Aktuelles (18.04.2015)

 

Meeraner trotzen dem Regenwetter
15. Putztag wird erneut ein voller Erfolg

„Das kann doch einen Seemann nicht erschüttern...“, heißt es in einem alten Volkslied und am Samstag, den 16. April 2016 wurde die Liedzeile noch einmal neu geschrieben. Fortan muss es heißen: „Das kann doch einen Meeraner nicht erschüttern!“ Worum ging es? Um den 15. Meeraner Putztag. Pünktlich 9.00 Uhr strömten nicht nur die Meeraner mit Besen und Mülltüten bewaffnet in das Stadtgebiet sondern auch der Regen. Doch das schien niemanden stören und so ging es zügig ans Werk und die Mülltüten wurden gefüllt und an den entsprechenden Ablagestellen deponiert.
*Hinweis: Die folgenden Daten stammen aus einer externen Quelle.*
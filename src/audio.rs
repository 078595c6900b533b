//! Audio Feature Extraction for Particle VJ
//! Frequency source boundary, bass/treble impulses and mood classification

use serde::{Deserialize, Serialize};

use crate::config::AudioConfig;

/// Anything that can hand the simulation a byte magnitude spectrum once per frame.
///
/// Reads must be non-blocking snapshots. An empty slice means no audio is
/// available and is treated as silence.
pub trait FrequencySource {
    fn frequency_magnitudes(&mut self) -> &[u8];

    /// Move the playhead forward; live and fixed sources ignore it
    fn advance(&mut self, _seconds: f32) {}

    /// True once a finite source has nothing left to play
    fn is_exhausted(&self) -> bool {
        false
    }
}

/// Source used before any audio is loaded
#[derive(Clone, Copy, Debug, Default)]
pub struct SilentSource;

impl FrequencySource for SilentSource {
    fn frequency_magnitudes(&mut self) -> &[u8] {
        &[]
    }
}

/// Fixed spectrum, handy for tests and demos
#[derive(Clone, Debug, Default)]
pub struct StaticSource {
    pub bins: Vec<u8>,
}

impl StaticSource {
    pub fn new(len: usize) -> Self {
        Self { bins: vec![0; len] }
    }

    /// Spectrum with the given bass and treble values at the default probe bins
    pub fn with_levels(bass: u8, treble: u8) -> Self {
        let defaults = AudioConfig::default();
        let mut source = Self::new(defaults.fft_size / 2);
        source.set_bin(defaults.bass_bin, bass);
        source.set_bin(defaults.treble_bin, treble);
        source
    }

    pub fn set_bin(&mut self, bin: usize, value: u8) {
        if bin >= self.bins.len() {
            self.bins.resize(bin + 1, 0);
        }
        self.bins[bin] = value;
    }
}

impl FrequencySource for StaticSource {
    fn frequency_magnitudes(&mut self) -> &[u8] {
        &self.bins
    }
}

/// Energy label derived from the bass bin
#[derive(Clone, Copy, Debug, PartialEq, Eq, Hash, Serialize, Deserialize)]
pub enum Mood {
    Neutral,
    High,
    Chaos,
}

impl Default for Mood {
    fn default() -> Self {
        Self::Neutral
    }
}

impl Mood {
    pub fn label(self) -> &'static str {
        match self {
            Self::Neutral => "NEUTRAL",
            Self::High => "HIGH",
            Self::Chaos => "CHAOS",
        }
    }
}

impl std::fmt::Display for Mood {
    fn fmt(&self, f: &mut std::fmt::Formatter<'_>) -> std::fmt::Result {
        f.write_str(self.label())
    }
}

pub const BASS_THRESHOLD: f32 = 140.0;
pub const TREBLE_THRESHOLD: f32 = 100.0;
const HIGH_MOOD_BASS: f32 = 170.0;
const CHAOS_MOOD_BASS: f32 = 210.0;

/// `((bass - 140) / 115)^2` above the threshold, zero at or below it
#[inline]
pub fn bass_impulse(bass: f32) -> f32 {
    if bass > BASS_THRESHOLD {
        ((bass - BASS_THRESHOLD) / (255.0 - BASS_THRESHOLD)).powi(2)
    } else {
        0.0
    }
}

/// `(treble - 100) / 155` above the threshold, zero at or below it
#[inline]
pub fn treble_impulse(treble: f32) -> f32 {
    if treble > TREBLE_THRESHOLD {
        (treble - TREBLE_THRESHOLD) / (255.0 - TREBLE_THRESHOLD)
    } else {
        0.0
    }
}

pub fn classify_mood(bass: f32) -> Mood {
    if bass > CHAOS_MOOD_BASS {
        Mood::Chaos
    } else if bass > HIGH_MOOD_BASS {
        Mood::High
    } else {
        Mood::Neutral
    }
}

/// Everything the simulation reads from one spectrum snapshot
#[derive(Clone, Copy, Debug, Default, PartialEq)]
pub struct AudioFeatures {
    pub bass: f32,
    pub treble: f32,
    pub bass_impulse: f32,
    /// Computed and reported; nothing in the motion model consumes it yet
    pub treble_impulse: f32,
    pub mood: Mood,
    /// False when the source returned an empty spectrum
    pub has_audio: bool,
}

impl AudioFeatures {
    pub fn silent() -> Self {
        Self::default()
    }

    /// Extract features from a spectrum; bins past the end read as zero
    pub fn extract(magnitudes: &[u8], bass_bin: usize, treble_bin: usize) -> Self {
        if magnitudes.is_empty() {
            return Self::silent();
        }
        let bass = magnitudes.get(bass_bin).copied().unwrap_or(0) as f32;
        let treble = magnitudes.get(treble_bin).copied().unwrap_or(0) as f32;
        Self {
            bass,
            treble,
            bass_impulse: bass_impulse(bass),
            treble_impulse: treble_impulse(treble),
            mood: classify_mood(bass),
            has_audio: true,
        }
    }
}
//! Particle VJ Viewer
//! egui window: perspective camera, particle quads, controls and audio transport

use std::sync::Arc;
use std::time::Instant;

use eframe::egui;
use glam::{Mat4, Vec3};

use crate::audio::{FrequencySource, Mood, SilentSource};
use crate::color::to_hex_color;
use crate::config::AppConfig;
use crate::flows::AtmosphereEffect;
use crate::shapes::CoreShape;
use crate::simulation::{ControlInputs, PointerState, Simulation, SimulationObserver};
use crate::track::{AudioPlayer, TrackSource};

// ============================================================================
// Camera
// ============================================================================

pub const ZOOM_STEP: f32 = 20.0;
const MIN_DISTANCE: f32 = 50.0;
const MAX_DISTANCE: f32 = 5000.0;
const NEAR: f32 = 1.0;
const FAR: f32 = 10_000.0;

/// Orbit camera around the origin
#[derive(Clone, Debug)]
pub struct OrbitCamera {
    pub yaw: f32,
    pub pitch: f32,
    pub distance: f32,
    /// Vertical field of view in degrees
    pub fov: f32,
}

impl OrbitCamera {
    pub fn from_position(position: Vec3, fov: f32) -> Self {
        let distance = position.length().clamp(MIN_DISTANCE, MAX_DISTANCE);
        let dir = position.normalize_or_zero();
        Self {
            yaw: dir.x.atan2(dir.z),
            pitch: dir.y.clamp(-1.0, 1.0).asin(),
            distance,
            fov: fov.clamp(10.0, 150.0),
        }
    }

    pub fn position(&self) -> Vec3 {
        let (sy, cy) = self.yaw.sin_cos();
        let (sp, cp) = self.pitch.sin_cos();
        Vec3::new(cp * sy, sp, cp * cy) * self.distance
    }

    pub fn view_projection(&self, aspect: f32) -> Mat4 {
        let proj = Mat4::perspective_rh(self.fov.to_radians(), aspect.max(1e-3), NEAR, FAR);
        let view = Mat4::look_at_rh(self.position(), Vec3::ZERO, Vec3::Y);
        proj * view
    }

    pub fn zoom(&mut self, steps: f32) {
        self.distance = (self.distance - steps * ZOOM_STEP).clamp(MIN_DISTANCE, MAX_DISTANCE);
    }

    pub fn orbit(&mut self, dx: f32, dy: f32) {
        self.yaw -= dx * 0.005;
        self.pitch = (self.pitch + dy * 0.005).clamp(-1.5, 1.5);
    }

    /// One full turn per minute at speed 1
    pub fn auto_rotate(&mut self, speed: f32, dt: f32) {
        self.yaw += std::f32::consts::TAU / 60.0 * speed * dt;
    }
}

/// Project a world point into `rect`. Returns the screen position and the
/// clip-space w, or `None` when the point is behind the camera or off screen.
pub fn project(view_proj: &Mat4, point: Vec3, rect: egui::Rect) -> Option<(egui::Pos2, f32)> {
    let clip = *view_proj * point.extend(1.0);
    if clip.w <= NEAR {
        return None;
    }
    let ndc = clip.truncate() / clip.w;
    if ndc.x.abs() > 1.0 || ndc.y.abs() > 1.0 || ndc.z.abs() > 1.0 {
        return None;
    }
    let center = rect.center();
    let pos = egui::pos2(
        center.x + ndc.x * rect.width() * 0.5,
        center.y - ndc.y * rect.height() * 0.5,
    );
    Some((pos, clip.w))
}

// ============================================================================
// App
// ============================================================================

/// Latest values pushed by the simulation callbacks
#[derive(Default)]
struct ViewerStatus {
    mood: Mood,
    fps: u32,
}

impl SimulationObserver for ViewerStatus {
    fn on_mood_changed(&mut self, mood: Mood) {
        self.mood = mood;
    }

    fn on_fps_sample(&mut self, fps: u32) {
        self.fps = fps;
    }
}

pub struct ViewerApp {
    config: AppConfig,
    sim: Simulation,
    inputs: ControlInputs,
    pointer: Arc<PointerState>,
    camera: OrbitCamera,
    status: ViewerStatus,
    player: Option<AudioPlayer>,
    track: Option<TrackSource>,
    track_name: Option<String>,
    manual_enabled: bool,
    manual_rgb: [f32; 3],
    show_controls: bool,
    last_update: Instant,
}
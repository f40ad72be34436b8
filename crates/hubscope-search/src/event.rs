//! Host-facing change notifications.
//!
//! The model never calls back into the host; it queues [`SearchEvent`]
//! values that the host drains after each update round. Every asynchronous
//! failure is converted into one of these — nothing is thrown across the
//! component boundary.

use hubscope_core::Candidate;

use crate::dispatcher::RepoLoad;

/// One observable state transition.
#[derive(Debug, Clone, PartialEq, Eq)]
pub enum SearchEvent {
    /// Candidate list, loading flag, error text, or focus index changed.
    SearchStateChanged {
        /// Current candidate list (replaced wholesale per result set).
        candidates: Vec<Candidate>,
        /// Whether a search is in flight.
        loading: bool,
        /// Search-scoped error message, if the last search failed.
        error: Option<String>,
        /// Roving focus index.
        focus: Option<usize>,
    },
    /// A candidate was committed (click or Enter).
    SelectionCommitted(Candidate),
    /// The dependent load moved through its lifecycle.
    RepoLoadChanged(RepoLoad),
}
//! Construction-time configuration for the search controller.

use std::time::Duration;

/// Default quiet period before an edited query triggers a search.
pub const DEFAULT_DEBOUNCE: Duration = Duration::from_millis(500);

/// Default number of candidates requested per search.
pub const DEFAULT_PAGE_SIZE: usize = 5;

/// Default HTTP request timeout.
///
/// A hung request that is still the current one would otherwise pin the
/// loading flag forever; the timeout converts it into a transport failure.
pub const DEFAULT_REQUEST_TIMEOUT: Duration = Duration::from_secs(10);

/// Tunable constants for one controller instance.
///
/// The observed product behavior never varies these at runtime, so they are
/// fixed at construction.
#[derive(Debug, Clone, Copy, PartialEq, Eq)]
pub struct SearchConfig {
    /// Quiet period before an edited query triggers a search.
    pub debounce: Duration,
    /// Number of candidates requested per search.
    pub page_size: usize,
    /// Per-request timeout for directory calls.
    pub request_timeout: Duration,
}

impl Default for SearchConfig {
    fn default() -> Self {
        Self {
            debounce: DEFAULT_DEBOUNCE,
            page_size: DEFAULT_PAGE_SIZE,
            request_timeout: DEFAULT_REQUEST_TIMEOUT,
        }
    }
}

impl SearchConfig {
    /// Set the debounce delay (builder).
    #[must_use]
    pub const fn with_debounce(mut self, delay: Duration) -> Self {
        self.debounce = delay;
        self
    }

    /// Set the result page size (builder).
    #[must_use]
    pub const fn with_page_size(mut self, size: usize) -> Self {
        self.page_size = size;
        self
    }

    /// Set the request timeout (builder).
    #[must_use]
    pub const fn with_request_timeout(mut self, timeout: Duration) -> Self {
        self.request_timeout = timeout;
        self
    }
}

#[cfg(test)]
mod tests {
    use super::*;

    #[test]
    fn defaults_match_observed_behavior() {
        let config = SearchConfig::default();
        assert_eq!(config.debounce, Duration::from_millis(500));
        assert_eq!(config.page_size, 5);
    }

    #[test]
    fn builders_override_fields() {
        let config = SearchConfig::default()
            .with_debounce(Duration::from_millis(50))
            .with_page_size(10);
        assert_eq!(config.debounce, Duration::from_millis(50));
        assert_eq!(config.page_size, 10);
        assert_eq!(config.request_timeout, DEFAULT_REQUEST_TIMEOUT);
    }
}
Viele Vereine, Privatpersonen und Schulen krempelten die Ärmel hoch und machten an allen Ecken und Enden der Stadt Frühjahrsputz. Nach der umfangreichen Putzaktion fanden sich noch viele Helferinnen und Helfer an der Feuerwache ein und stärkten sich mit einem kleinen Imbiss. Auch Bürgermeister Professor Dr. Lothar Ungerer war unterwegs. Er dankt allen Meeranerinnen und Meeranern für ihren selbstlosen Einsatz bei diesem Wetter.

Jede Menge Besen und Müllbeutel kamen zum Einsatz. Der Verein „Grüne Lunge“ e.V. säuberte den Wilhelm-Wunderlich-Park.
Unter der Leitung von Sozialarbeiterin Jasmin Wellner kümmerten sich die Asylbewerber und Jugendlichen um das Areal des Jugendcafé in der Oststraße.
Bürgermeister Professor Dr. Lothar Ungerer kümmerte sich zusammen mit den Fußballherren um das Gewerbegebiet und die Äußere-Crimmitschauer-Straße.
Auch die Geocacher waren am Fuße der Steilen Wand zu Gange und suchten das Gebiet akribisch nach illegalen Müllablagerungen ab.
Schülerinnen und Schüler der Internationalen Oberschule Meerane waren am Schulgebäude und der Chemnitzer Straße fleißig.
Der Meeraner Carneval Verein ließ sich vom Regen nicht abschrecken, die Mülltüten zu füllen.
Die Tännichtschüler trotzten ebenfalls dem Regen und sorgten für Ordnung.
61 große und kleine Helfer der Meetagirls schwärmten wie Ameisen am Bauspielplatz und im Stadtpark aus. Pfand- und Wodkaflaschen gehörten zum Großteil des Unrates, welcher eingesammelt wurde.
Nach getaner Arbeit ging es dann zum Imbiss in die Feuerwache.